Multi-classification deep neural networks for identification of fish species using camera captured images.

Regular monitoring of the number of various fish species in a variety of habitats is essential for marine conservation efforts and marine biology research. To address the shortcomings of existing manual underwater video fish sampling methods, a plethora of computer-based techniques are proposed. However, there is no perfect approach for the automated identification and categorizing of fish species. This is primarily due to the difficulties inherent in capturing underwater videos, such as ambient changes in luminance, fish camouflage, dynamic environments, watercolor, poor resolution, shape variation of moving fish, and tiny differences between certain fish species. This study has proposed a novel Fish Detection Network (FD_Net) for the detection of nine different types of fish species using a camera-captured image that is based on the improved YOLOv7 algorithm by exchanging Darknet53 for MobileNetv3 and depthwise separable convolution for 3 x 3 filter size in the augmented feature extraction network bottleneck attention module (BNAM).
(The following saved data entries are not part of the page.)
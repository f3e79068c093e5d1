use std::str::FromStr;

use serde::{Deserialize, Serialize};
use uuid::Uuid;

use crate::error::CoreError;

/// Longest device identifier accepted from the environment.
pub const MAX_DEVICE_ID_LEN: usize = 64;

/// Opaque identifier of an end device, as reported by the simulated environment.
///
/// Must be non-empty and free of commas and whitespace so it can travel
/// inside a comma-delimited wire message.
#[derive(Debug, Clone, PartialEq, Eq, Hash, PartialOrd, Ord, Serialize, Deserialize)]
pub struct DeviceId(String);

impl DeviceId {
    pub fn new(raw: impl Into<String>) -> Result<Self, CoreError> {
        let raw = raw.into();
        if raw.is_empty()
            || raw.len() > MAX_DEVICE_ID_LEN
            || raw.chars().any(|c| c == ',' || c.is_whitespace() || c.is_control())
        {
            return Err(CoreError::InvalidDeviceId(raw));
        }
        Ok(Self(raw))
    }

    pub fn as_str(&self) -> &str {
        &self.0
    }
}

impl FromStr for DeviceId {
    type Err = CoreError;

    fn from_str(s: &str) -> Result<Self, Self::Err> {
        Self::new(s)
    }
}

impl AsRef<str> for DeviceId {
    fn as_ref(&self) -> &str {
        &self.0
    }
}

impl std::fmt::Display for DeviceId {
    fn fmt(&self, f: &mut std::fmt::Formatter<'_>) -> std::fmt::Result {
        f.write_str(&self.0)
    }
}

/// Identifies one transport connection from the environment.
#[derive(Debug, Clone, Copy, PartialEq, Eq, Hash, Serialize, Deserialize)]
pub struct SessionId(Uuid);

impl SessionId {
    pub fn generate() -> Self {
        Self(Uuid::new_v4())
    }

    pub fn from_bytes(bytes: [u8; 16]) -> Self {
        Self(Uuid::from_bytes(bytes))
    }

    pub fn as_bytes(&self) -> &[u8; 16] {
        self.0.as_bytes()
    }
}

impl std::fmt::Display for SessionId {
    fn fmt(&self, f: &mut std::fmt::Formatter<'_>) -> std::fmt::Result {
        let hex: String = self.0.as_bytes()[..4]
            .iter()
            .map(|b| format!("{:02x}", b))
            .collect();
        write!(f, "sess:{}", hex)
    }
}

#[cfg(test)]
mod tests {
    use super::*;

    #[test]
    fn test_device_id_accepts_plain_tokens() {
        let id: DeviceId = "ed-17".parse().unwrap();
        assert_eq!(id.as_str(), "ed-17");
        assert_eq!(id.to_string(), "ed-17");
    }

    #[test]
    fn test_device_id_rejects_delimiters() {
        assert!(DeviceId::new("").is_err());
        assert!(DeviceId::new("a,b").is_err());
        assert!(DeviceId::new("a b").is_err());
        assert!(DeviceId::new("x".repeat(MAX_DEVICE_ID_LEN + 1)).is_err());
    }

    #[test]
    fn test_session_id_generation() {
        let s1 = SessionId::generate();
        let s2 = SessionId::generate();
        assert_ne!(s1, s2);
        assert!(s1.to_string().starts_with("sess:"));
    }

    #[test]
    fn test_session_id_from_bytes() {
        let bytes = [7u8; 16];
        let id = SessionId::from_bytes(bytes);
        assert_eq!(id.as_bytes(), &bytes);
    }
}
//! Length-prefixed framing.
//!
//! Every message is a 4-byte big-endian length followed by that many payload
//! bytes, so partial or coalesced TCP reads never split or merge messages.

use bytes::{Bytes, BytesMut};
use tokio::io::{AsyncRead, AsyncReadExt, AsyncWrite, AsyncWriteExt};
use tracing::warn;

use crate::error::{Result, WireError};

/// Largest accepted payload.
pub const MAX_FRAME_SIZE: usize = 4 * 1024;

/// One inbound frame.
#[derive(Debug, Clone, PartialEq, Eq)]
pub enum Frame {
    Payload(Bytes),
    /// Payload exceeded [`MAX_FRAME_SIZE`] and was discarded
    Oversized(usize),
}

/// Read the next frame.
///
/// Returns `Ok(None)` on a clean end of stream between frames. An end of
/// stream inside a frame is an I/O error.
pub async fn read_frame<R>(reader: &mut R) -> Result<Option<Frame>>
where
    R: AsyncRead + Unpin,
{
    let mut len_buf = [0u8; 4];
    match reader.read_exact(&mut len_buf).await {
        Ok(_) => {}
        Err(e) if e.kind() == std::io::ErrorKind::UnexpectedEof => return Ok(None),
        Err(e) => return Err(e.into()),
    }
    let len = u32::from_be_bytes(len_buf) as usize;

    if len > MAX_FRAME_SIZE {
        let skipped = tokio::io::copy(&mut reader.take(len as u64), &mut tokio::io::sink()).await?;
        if skipped < len as u64 {
            return Err(std::io::Error::from(std::io::ErrorKind::UnexpectedEof).into());
        }
        warn!(len, max = MAX_FRAME_SIZE, "skipped oversized frame");
        return Ok(Some(Frame::Oversized(len)));
    }

    let mut payload = BytesMut::zeroed(len);
    reader.read_exact(&mut payload).await?;
    Ok(Some(Frame::Payload(payload.freeze())))
}

/// Write one frame and flush.
pub async fn write_frame<W>(writer: &mut W, payload: &[u8]) -> Result<()>
where
    W: AsyncWrite + Unpin,
{
    if payload.len() > MAX_FRAME_SIZE {
        return Err(WireError::FrameTooLarge {
            len: payload.len(),
            max: MAX_FRAME_SIZE,
        });
    }
    let len_bytes = (payload.len() as u32).to_be_bytes();
    writer.write_all(&len_bytes).await?;
    writer.write_all(payload).await?;
    writer.flush().await?;
    Ok(())
}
The mean average precision (mAP) is 14.29% higher than it was in the initial version of YOLOv7. The network that is utilized in the method for the extraction of features is an improved version of DenseNet-169, and the loss function is an Arcface Loss. Widening the receptive field and improving the capability of feature extraction are achieved by incorporating dilated convolution into the dense block, removing the max-pooling layer from the trunk, and incorporating the BNAM into the dense block of the DenseNet-169 neural network. The results of several experiments comparisons and ablation experiments demonstrate that our proposed FD_Net has a higher detection mAP than YOLOv3, YOLOv3-TL, YOLOv3-BL, YOLOv4, YOLOv5, Faster-RCNN, and the most recent YOLOv7 model, and is more accurate for target fish species detection tasks in complex environments.